> _Work instructions_
Every line of the data below should be printed exactly.

[Saved data entries]

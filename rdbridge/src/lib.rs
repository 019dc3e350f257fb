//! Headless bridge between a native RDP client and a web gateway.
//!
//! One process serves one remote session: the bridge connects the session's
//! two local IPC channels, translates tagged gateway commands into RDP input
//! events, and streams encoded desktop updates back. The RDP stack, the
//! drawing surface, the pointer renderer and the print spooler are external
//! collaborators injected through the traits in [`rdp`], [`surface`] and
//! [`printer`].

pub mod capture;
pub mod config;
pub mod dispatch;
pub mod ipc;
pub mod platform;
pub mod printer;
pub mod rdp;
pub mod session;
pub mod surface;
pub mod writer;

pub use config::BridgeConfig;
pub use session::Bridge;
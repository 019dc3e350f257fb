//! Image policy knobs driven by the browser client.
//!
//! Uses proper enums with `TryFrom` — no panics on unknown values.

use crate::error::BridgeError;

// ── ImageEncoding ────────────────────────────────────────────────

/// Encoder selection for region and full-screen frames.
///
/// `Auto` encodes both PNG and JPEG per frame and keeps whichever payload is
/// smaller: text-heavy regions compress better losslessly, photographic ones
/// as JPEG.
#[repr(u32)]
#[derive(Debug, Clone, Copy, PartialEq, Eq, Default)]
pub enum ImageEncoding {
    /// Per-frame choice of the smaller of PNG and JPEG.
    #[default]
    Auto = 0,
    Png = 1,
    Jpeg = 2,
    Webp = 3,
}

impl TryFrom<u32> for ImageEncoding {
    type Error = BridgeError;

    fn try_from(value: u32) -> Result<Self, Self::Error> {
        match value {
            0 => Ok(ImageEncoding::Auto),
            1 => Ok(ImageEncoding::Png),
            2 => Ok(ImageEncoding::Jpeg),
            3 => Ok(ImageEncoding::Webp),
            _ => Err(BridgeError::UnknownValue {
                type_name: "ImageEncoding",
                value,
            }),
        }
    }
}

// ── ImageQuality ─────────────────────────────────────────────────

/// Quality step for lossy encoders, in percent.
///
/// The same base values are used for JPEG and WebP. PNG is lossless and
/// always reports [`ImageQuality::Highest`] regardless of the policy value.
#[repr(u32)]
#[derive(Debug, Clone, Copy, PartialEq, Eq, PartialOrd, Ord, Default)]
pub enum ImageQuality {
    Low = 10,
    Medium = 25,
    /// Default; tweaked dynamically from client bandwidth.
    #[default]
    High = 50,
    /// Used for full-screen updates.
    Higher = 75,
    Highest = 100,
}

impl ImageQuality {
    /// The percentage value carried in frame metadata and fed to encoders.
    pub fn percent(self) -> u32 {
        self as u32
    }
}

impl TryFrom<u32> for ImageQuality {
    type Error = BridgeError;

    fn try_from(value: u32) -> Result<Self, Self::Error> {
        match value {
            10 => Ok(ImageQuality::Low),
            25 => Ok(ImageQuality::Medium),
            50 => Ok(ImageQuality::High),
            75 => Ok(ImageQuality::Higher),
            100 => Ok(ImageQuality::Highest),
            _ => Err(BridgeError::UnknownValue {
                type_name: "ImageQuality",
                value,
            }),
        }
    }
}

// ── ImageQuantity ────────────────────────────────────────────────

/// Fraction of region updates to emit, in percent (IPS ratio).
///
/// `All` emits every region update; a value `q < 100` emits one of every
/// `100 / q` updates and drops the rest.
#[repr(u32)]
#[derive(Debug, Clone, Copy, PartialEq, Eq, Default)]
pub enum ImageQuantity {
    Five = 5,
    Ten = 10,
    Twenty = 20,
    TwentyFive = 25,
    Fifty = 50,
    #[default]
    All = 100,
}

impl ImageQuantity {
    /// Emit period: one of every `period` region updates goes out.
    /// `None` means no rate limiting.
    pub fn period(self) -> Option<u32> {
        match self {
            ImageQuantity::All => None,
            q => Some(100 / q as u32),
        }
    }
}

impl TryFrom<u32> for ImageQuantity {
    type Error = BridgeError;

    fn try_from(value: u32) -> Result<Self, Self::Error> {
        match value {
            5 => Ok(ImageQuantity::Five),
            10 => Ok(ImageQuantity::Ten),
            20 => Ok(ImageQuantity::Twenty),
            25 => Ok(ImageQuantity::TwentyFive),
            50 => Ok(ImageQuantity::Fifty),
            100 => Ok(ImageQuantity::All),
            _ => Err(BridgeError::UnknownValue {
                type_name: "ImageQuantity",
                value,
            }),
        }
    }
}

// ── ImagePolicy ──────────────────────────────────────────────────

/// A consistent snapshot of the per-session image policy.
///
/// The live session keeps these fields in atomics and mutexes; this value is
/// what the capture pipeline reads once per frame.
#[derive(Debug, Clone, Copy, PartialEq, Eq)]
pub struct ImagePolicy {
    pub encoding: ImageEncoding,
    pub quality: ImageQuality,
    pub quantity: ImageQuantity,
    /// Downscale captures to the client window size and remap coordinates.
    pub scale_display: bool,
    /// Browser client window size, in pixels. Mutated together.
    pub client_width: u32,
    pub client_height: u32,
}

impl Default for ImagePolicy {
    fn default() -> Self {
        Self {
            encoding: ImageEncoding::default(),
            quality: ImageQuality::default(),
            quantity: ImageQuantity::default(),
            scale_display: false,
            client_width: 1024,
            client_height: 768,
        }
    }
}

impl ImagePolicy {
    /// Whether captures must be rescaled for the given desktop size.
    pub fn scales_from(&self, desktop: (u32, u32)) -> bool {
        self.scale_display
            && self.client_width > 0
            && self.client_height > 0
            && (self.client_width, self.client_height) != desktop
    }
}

> _Answer section_
filename rdbridge/src/lib.rs
repository 019dc3e350f257fb
//! Headless bridge between a native RDP client and a web gateway.
//!
//! One process serves one remote session: the bridge connects the session's
//! two local IPC channels, translates tagged gateway commands into RDP input
//! events, and streams encoded desktop updates back. The RDP stack, the
//! drawing surface, the pointer renderer and the print spooler are external
//! collaborators injected through the traits in [`rdp`], [`surface`] and
//! [`printer`].

pub mod capture;
pub mod config;
pub mod dispatch;
pub mod ipc;
pub mod platform;
pub mod printer;
pub mod rdp;
pub mod session;
pub mod surface;
pub mod writer;

pub use config::BridgeConfig;
pub use session::Bridge;
repository 019dc3e350f257fb
//! Image policy knobs driven by the browser client.
//!
//! Uses proper enums with `TryFrom` — no panics on unknown values.

use crate::error::BridgeError;

// ── ImageEncoding ────────────────────────────────────────────────

/// Encoder selection for region and full-screen frames.
///
/// `Auto` encodes both PNG and JPEG per frame and keeps whichever payload is
/// smaller: text-heavy regions compress better losslessly, photographic ones
/// as JPEG.
#[repr(u32)]
#[derive(Debug, Clone, Copy, PartialEq, Eq, Default)]
pub enum ImageEncoding {
    /// Per-frame choice of the smaller of PNG and JPEG.
    #[default]
    Auto = 0,
    Png = 1,
    Jpeg = 2,
    Webp = 3,
}

impl TryFrom<u32> for ImageEncoding {
    type Error = BridgeError;

    fn try_from(value: u32) -> Result<Self, Self::Error> {
        match value {
            0 => Ok(ImageEncoding::Auto),
            1 => Ok(ImageEncoding::Png),
            2 => Ok(ImageEncoding::Jpeg),
            3 => Ok(ImageEncoding::Webp),
            _ => Err(BridgeError::UnknownValue {
                type_name: "ImageEncoding",
                value,
            }),
        }
    }
}

// ── ImageQuality ─────────────────────────────────────────────────

/// Quality step for lossy encoders, in percent.
///
/// The same base values are used for JPEG and WebP. PNG is lossless and
/// always reports [`ImageQuality::Highest`] regardless of the policy value.
#[repr(u32)]
#[derive(Debug, Clone, Copy, PartialEq, Eq, PartialOrd, Ord, Default)]
pub enum ImageQuality {
    Low = 10,
    Medium = 25,
    /// Default; tweaked dynamically from client bandwidth.
    #[default]
    High = 50,
    /// Used for full-screen updates.
    Higher = 75,
    Highest = 100,
}

impl ImageQuality {
    /// The percentage value carried in frame metadata and fed to encoders.
    pub fn percent(self) -> u32 {
        self as u32
    }
}

impl TryFrom<u32> for ImageQuality {
    type Error = BridgeError;

    fn try_from(value: u32) -> Result<Self, Self::Error> {
        match value {
            10 => Ok(ImageQuality::Low),
            25 => Ok(ImageQuality::Medium),
            50 => Ok(ImageQuality::High),
            75 => Ok(ImageQuality::Higher),
            100 => Ok(ImageQuality::Highest),
            _ => Err(BridgeError::UnknownValue {
                type_name: "ImageQuality",
                value,
            }),
        }
    }
}

// ── ImageQuantity ────────────────────────────────────────────────

/// Fraction of region updates to emit, in percent (IPS ratio).
///
/// `All` emits every region update; a value `q < 100` emits one of every
/// `100 / q` updates and drops the rest.
#[repr(u32)]
#[derive(Debug, Clone, Copy, PartialEq, Eq, Default)]
pub enum ImageQuantity {
    Five = 5,
    Ten = 10,
    Twenty = 20,
    TwentyFive = 25,
    Fifty = 50,
    #[default]
    All = 100,
}

impl ImageQuantity {
    /// Emit period: one of every `period` region updates goes out.
    /// `None` means no rate limiting.
    pub fn period(self) -> Option<u32> {
        match self {
            ImageQuantity::All => None,
            q => Some(100 / q as u32),
        }
    }
}

impl TryFrom<u32> for ImageQuantity {
    type Error = BridgeError;

    fn try_from(value: u32) -> Result<Self, Self::Error> {
        match value {
            5 => Ok(ImageQuantity::Five),
            10 => Ok(ImageQuantity::Ten),
            20 => Ok(ImageQuantity::Twenty),
            25 => Ok(ImageQuantity::TwentyFive),
            50 => Ok(ImageQuantity::Fifty),
            100 => Ok(ImageQuantity::All),
            _ => Err(BridgeError::UnknownValue {
                type_name: "ImageQuantity",
                value,
            }),
        }
    }
}

// ── ImagePolicy ──────────────────────────────────────────────────

/// A consistent snapshot of the per-session image policy.
///
/// The live session keeps these fields in atomics and mutexes; this value is
/// what the capture pipeline reads once per frame.
#[derive(Debug, Clone, Copy, PartialEq, Eq)]
pub struct ImagePolicy {
    pub encoding: ImageEncoding,
    pub quality: ImageQuality,
    pub quantity: ImageQuantity,
    /// Downscale captures to the client window size and remap coordinates.
    pub scale_display: bool,
    /// Browser client window size, in pixels. Mutated together.
    pub client_width: u32,
    pub client_height: u32,
}

impl Default for ImagePolicy {
    fn default() -> Self {
        Self {
            encoding: ImageEncoding::default(),
            quality: ImageQuality::default(),
            quantity: ImageQuantity::default(),
            scale_display: false,
            client_width: 1024,
            client_height: 768,
        }
    }
}

impl ImagePolicy {
    /// Whether captures must be rescaled for the given desktop size.
    pub fn scales_from(&self, desktop: (u32, u32)) -> bool {
        self.scale_display
            && self.client_width > 0
            && self.client_height > 0
            && (self.client_width, self.client_height) != desktop
    }
}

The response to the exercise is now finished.